Over the time Maho-san and I shared in the forest, I was able to channel my abilities to not only control my movements and to listen in from significantly far-off distances, but to weave spider-web-like structures all around to catch not only dinner, but anyone who might stumble upon our camp. In two years we saw not one single human being, until the last day of our hermitage.
One of my snares tripped in a way that seemed too clumsy to be a deer or bear. I immediately notified Maho-san via a wire she wore tucked behind her ear. "Maho-san, I believe we have company," I said dryly. "I'm coming," she replied and sprinted to our camp from her clearing.
Three large men with large guns walked heavily toward the camp. I had been sweeping the area in front of the shack with a broom of Maho-san's design and stopped slowly as if my presence in this forlorn forest were totally natural. The men were not happy. This land, didn't I know, belonged to so-and-so of such-and-such, (who I understood to be a local noble who owned half the island) and I was a vagrant and trespassing and didn't I know what happened to trespassers, etc. I feigned innocence and invited the brutes in for tea, stalling for time as I watched Maho-san creeping in from the tree-line behind them. Something about the look in her eye took my breath away. She looked, for all intents and purposes, like she was going to kill them. I thought it was a shame my actual brain wasn't wired to hers as I wanted to shout to her to assure her that I had it under control. For a moment I was afraid that she would charge and render 'control' the least useful descriptor for the situation. She closed her eyes, slowly opened them again and the murderous look was gone. I smiled, relieved, put aside the snarky comments I was going to make to the three men, and pulled the trap. Using a combination of fine, nearly invisible wires and thick, strong fibers I yanked one of them to his knees and bound his arms behind his back. The middle one flew up into the trees feet-first and the third made a mad dash and slipped out of the third trap, but Maho was on it. The trees bent in toward the man and their branches encircled him in a bear hug.

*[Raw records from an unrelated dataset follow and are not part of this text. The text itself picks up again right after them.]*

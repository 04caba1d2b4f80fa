//! Delegation and recovery orchestrator.
//!
//! The orchestrator is a thin coordinator over a few concerns:
//!
//! - **dispatch**: directive intake, delegation, worker runs and their exits
//! - **coordination**: sequential cross-department queues
//! - **batch**: grouped delegation of foreign subtasks and its finalization
//! - **reconcile**: re-deriving subtask state from child tasks
//! - **recovery**: startup recovery and the stale-run sweep
//! - **control**: operator pause, cancel and resume
//!
//! Task and subtask rows are the source of truth. The [`DelegationRegistry`]
//! only short-circuits lookups and is empty after a restart.

mod batch;
mod control;
mod coordination;
mod dispatch;
mod prompt;
mod reconcile;
mod recovery;

pub use dispatch::{DelegateOptions, DirectiveOutcome};
pub use reconcile::ReconcileReport;
pub use recovery::{StartupReport, SweepReport};

use sqlx::SqlitePool;
use std::path::PathBuf;
use std::sync::Arc;
use std::time::Duration;
use uuid::Uuid;

use crate::adapters::sinks::{BroadcastEventSink, TracingNotifier};
use crate::adapters::sqlite::{
    SqliteAgentRepository, SqliteAuditRepository, SqliteDepartmentRepository,
    SqliteDirectiveReceiptRepository, SqliteSubtaskRepository, SqliteTaskLogRepository,
    SqliteTaskRepository,
};
use crate::domain::errors::{DomainError, DomainResult};
use crate::domain::models::{
    Agent, Config, Locale, LogKind, OrchestratorConfig, Subtask, Task, TaskStatus, WorkersConfig,
};
use crate::domain::ports::{
    AgentRepository, AuditSink, CreationAudit, DepartmentRepository, DirectiveReceiptRepository,
    EventSink, LivenessCheck, Notifier, OrchestratorEvent, SubtaskRepository, TaskLogRepository,
    TaskRepository, WorkerSpawner,
};
use crate::services::directory::Directory;
use crate::services::notices::Notice;
use crate::services::registry::{DelegationRegistry, StopMode};

/// The store-of-record ports the orchestrator works against.
#[derive(Clone)]
pub struct Stores {
    pub tasks: Arc<dyn TaskRepository>,
    pub subtasks: Arc<dyn SubtaskRepository>,
    pub agents: Arc<dyn AgentRepository>,
    pub departments: Arc<dyn DepartmentRepository>,
    pub logs: Arc<dyn TaskLogRepository>,
    pub receipts: Arc<dyn DirectiveReceiptRepository>,
    pub audit: Arc<dyn AuditSink>,
}

impl Stores {
    /// All ports backed by one SQLite pool.
    pub fn sqlite(pool: SqlitePool) -> Self {
        Self {
            tasks: Arc::new(SqliteTaskRepository::new(pool.clone())),
            subtasks: Arc::new(SqliteSubtaskRepository::new(pool.clone())),
            agents: Arc::new(SqliteAgentRepository::new(pool.clone())),
            departments: Arc::new(SqliteDepartmentRepository::new(pool.clone())),
            logs: Arc::new(SqliteTaskLogRepository::new(pool.clone())),
            receipts: Arc::new(SqliteDirectiveReceiptRepository::new(pool.clone())),
            audit: Arc::new(SqliteAuditRepository::new(pool)),
        }
    }
}

/// Runtime settings, split out of the loaded [`Config`].
#[derive(Debug, Clone, Default)]
pub struct OrchestratorSettings {
    pub orchestrator: OrchestratorConfig,
    pub workers: WorkersConfig,
    /// Fallback language for notices when a task carries none.
    pub locale: Locale,
}

impl From<&Config> for OrchestratorSettings {
    fn from(config: &Config) -> Self {
        Self {
            orchestrator: config.orchestrator.clone(),
            workers: config.workers.clone(),
            locale: config.operator.locale,
        }
    }
}

/// Delegates work to department agents and recovers it after failures.
///
/// Cheap to clone; every clone shares the same registry and ports. Exit
/// watchers hold a clone for the length of a worker run.
#[derive(Clone)]
pub struct Orchestrator {
    pub(super) tasks: Arc<dyn TaskRepository>,
    pub(super) subtasks: Arc<dyn SubtaskRepository>,
    pub(super) agents: Arc<dyn AgentRepository>,
    pub(super) logs: Arc<dyn TaskLogRepository>,
    pub(super) receipts: Arc<dyn DirectiveReceiptRepository>,
    pub(super) audit: Arc<dyn AuditSink>,
    pub(super) directory: Directory,

    pub(super) spawner: Arc<dyn WorkerSpawner>,
    pub(super) liveness: Arc<dyn LivenessCheck>,
    pub(super) notifier: Arc<dyn Notifier>,
    pub(super) events: Arc<dyn EventSink>,

    pub(super) registry: Arc<DelegationRegistry>,
    pub(super) settings: Arc<OrchestratorSettings>,
}

// ============================================================================
// Constructor & Builder Pattern
// ============================================================================

impl Orchestrator {
    pub fn new(
        stores: Stores,
        spawner: Arc<dyn WorkerSpawner>,
        liveness: Arc<dyn LivenessCheck>,
        settings: OrchestratorSettings,
    ) -> Self {
        Self {
            directory: Directory::new(stores.departments.clone(), stores.agents.clone()),
            tasks: stores.tasks,
            subtasks: stores.subtasks,
            agents: stores.agents,
            logs: stores.logs,
            receipts: stores.receipts,
            audit: stores.audit,
            spawner,
            liveness,
            notifier: Arc::new(TracingNotifier),
            events: Arc::new(BroadcastEventSink::default()),
            registry: Arc::new(DelegationRegistry::new()),
            settings: Arc::new(settings),
        }
    }

    pub fn with_notifier(mut self, notifier: Arc<dyn Notifier>) -> Self {
        self.notifier = notifier;
        self
    }

    pub fn with_events(mut self, events: Arc<dyn EventSink>) -> Self {
        self.events = events;
        self
    }

    pub fn directory(&self) -> &Directory {
        &self.directory
    }

    pub fn registry(&self) -> &DelegationRegistry {
        &self.registry
    }

    pub fn settings(&self) -> &OrchestratorSettings {
        &self.settings
    }

    /// Number of worker runs the orchestrator is waiting on.
    pub async fn live_runs(&self) -> usize {
        self.registry.live_count().await
    }
}

// ============================================================================
// Shared helpers
// ============================================================================

impl Orchestrator {
    pub(super) async fn load_task(&self, task_id: Uuid) -> DomainResult<Task> {
        self.tasks
            .get(task_id)
            .await?
            .ok_or(DomainError::TaskNotFound(task_id))
    }

    pub(super) async fn load_agent(&self, agent_id: Uuid) -> DomainResult<Agent> {
        self.agents
            .get(agent_id)
            .await?
            .ok_or(DomainError::AgentNotFound(agent_id))
    }

    /// Move a task to `status` in memory, mapping refusals to a domain error.
    pub(super) fn transition(task: &mut Task, status: TaskStatus) -> DomainResult<()> {
        if task.status == status {
            return Ok(());
        }
        task.transition_to(status)
            .map_err(|_| DomainError::InvalidStateTransition {
                from: task.status.to_string(),
                to: status.to_string(),
            })
    }

    /// Persist a task and publish it.
    pub(super) async fn save_task(&self, task: &Task) -> DomainResult<()> {
        self.tasks.update(task).await?;
        self.emit_task(task);
        Ok(())
    }

    /// Load, transition and persist in one step.
    pub(super) async fn set_task_status(
        &self,
        task_id: Uuid,
        status: TaskStatus,
    ) -> DomainResult<Task> {
        let mut task = self.load_task(task_id).await?;
        if task.status != status {
            Self::transition(&mut task, status)?;
            self.save_task(&task).await?;
        }
        Ok(task)
    }

    pub(super) fn emit_task(&self, task: &Task) {
        self.events
            .emit(OrchestratorEvent::TaskUpdate(Box::new(task.clone())));
    }

    pub(super) fn emit_agent(&self, agent: &Agent) {
        self.events
            .emit(OrchestratorEvent::AgentStatus(Box::new(agent.clone())));
    }

    pub(super) fn emit_subtasks(&self, subtasks: &[Subtask]) {
        for subtask in subtasks {
            self.events
                .emit(OrchestratorEvent::SubtaskUpdate(Box::new(subtask.clone())));
        }
    }

    /// Language for notices about `task`.
    pub(super) fn locale_for(&self, task: &Task) -> Locale {
        task.metadata.locale.unwrap_or(self.settings.locale)
    }

    pub(super) async fn notify_task(&self, task: &Task, notice: Notice<'_>) {
        let text = notice.render(self.locale_for(task));
        self.notifier.notify(&text, Some(task.id)).await;
    }

    /// Append an orchestrator line to a task log. Failures are logged only.
    pub(super) async fn log_system(&self, task_id: Uuid, message: &str) {
        if let Err(e) = self.logs.append(task_id, LogKind::System, message).await {
            tracing::warn!(task_id = %task_id, error = %e, "failed to append task log");
        }
    }

    /// Record a task creation. Audit failures never fail the caller.
    pub(super) async fn audit_creation(
        &self,
        task: &Task,
        trigger: &str,
        trigger_detail: Option<String>,
        actor_id: Option<Uuid>,
    ) {
        let audit = CreationAudit {
            task_id: task.id,
            trigger: trigger.to_string(),
            trigger_detail,
            actor_id,
            body: task.description.clone(),
        };
        if let Err(e) = self.audit.record_creation(&audit).await {
            tracing::warn!(task_id = %task.id, trigger, error = %e, "failed to record creation audit");
        }
    }

    /// Free every agent still holding `task_id`.
    pub(super) async fn release_executor(&self, task_id: Uuid) {
        let holders = match self.agents.holding_task(task_id).await {
            Ok(holders) => holders,
            Err(e) => {
                tracing::warn!(task_id = %task_id, error = %e, "failed to look up executor");
                return;
            }
        };
        for mut agent in holders {
            if agent.release(task_id) {
                match self.agents.update(&agent).await {
                    Ok(()) => self.emit_agent(&agent),
                    Err(e) => {
                        tracing::warn!(agent_id = %agent.id, error = %e, "failed to free executor");
                    }
                }
            }
        }
    }

    /// Display name of a department, or the id when unknown.
    pub(super) async fn department_name(&self, department_id: &str) -> String {
        match self.directory.department(department_id).await {
            Ok(Some(department)) => department.name,
            _ => department_id.to_string(),
        }
    }

    /// Stop request on the task itself, or inherited from the task that delegated it.
    pub(super) async fn stop_requested(&self, task: &Task) -> Option<StopMode> {
        if let Some(mode) = self.registry.stop_mode(task.id).await {
            return Some(mode);
        }
        match task.source_task_id {
            Some(parent_id) => self.registry.stop_mode(parent_id).await,
            None => None,
        }
    }

    /// Agent that should run `task`: its assignee, else the department lead's pick.
    pub(super) async fn executor_for(&self, task: &Task) -> DomainResult<Uuid> {
        if let Some(agent_id) = task.assigned_agent_id {
            return Ok(agent_id);
        }
        let department_id = task.department_id.clone().ok_or_else(|| {
            DomainError::ValidationFailed(format!("task {} has no department", task.id))
        })?;
        let lead = self
            .directory
            .leader_of(&department_id)
            .await?
            .ok_or(DomainError::DepartmentNotFound(department_id))?;
        Ok(self.directory.pick_executor(&lead).await?.id)
    }

    pub(super) fn log_path(&self, task_id: Uuid) -> PathBuf {
        PathBuf::from(&self.settings.workers.logs_dir).join(format!("{task_id}.log"))
    }

    pub(super) fn working_dir(&self, task: &Task) -> PathBuf {
        task.project_path
            .as_deref()
            .map_or_else(|| PathBuf::from(&self.settings.workers.working_dir), PathBuf::from)
    }

    /// Pacing delay; skipped entirely when configured to zero.
    pub(super) async fn pace(millis: u64) {
        if millis > 0 {
            tokio::time::sleep(Duration::from_millis(millis)).await;
        }
    }
}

They shouted and cursed and attempted to show bravado but their voices quivered with fear of our abilities. I doubt any of them had an idea that it wasn't magic that had ensnared them. Maho-san strode out of the trees and gave me a high-five. She smiled sadly. "Guess we gotta make ourselves scarce."
I nodded. "I believe it was only a matter of time. I'm just glad we were able to accomplish as much as we did." With the men steaming and spewing insults around us, we packed up what little we owned. Maho-san made another cart, part-rickshaw part-wagon to carry the items, and we pulled it together out of the camp. We released the men, who ran as fast as their muscular legs could carry them back from where they came, spouting promises that they would return with more of their friends. Maho-san raised a hand and our little shack exploded into confetti and swirled away in the breeze. A few days later we arrived at the port town of Storm King. As we tried to decide what we would do next, there was no discussion as to whether we would part ways. Until I met Ghani Maho, I had never had a better friend in all my life.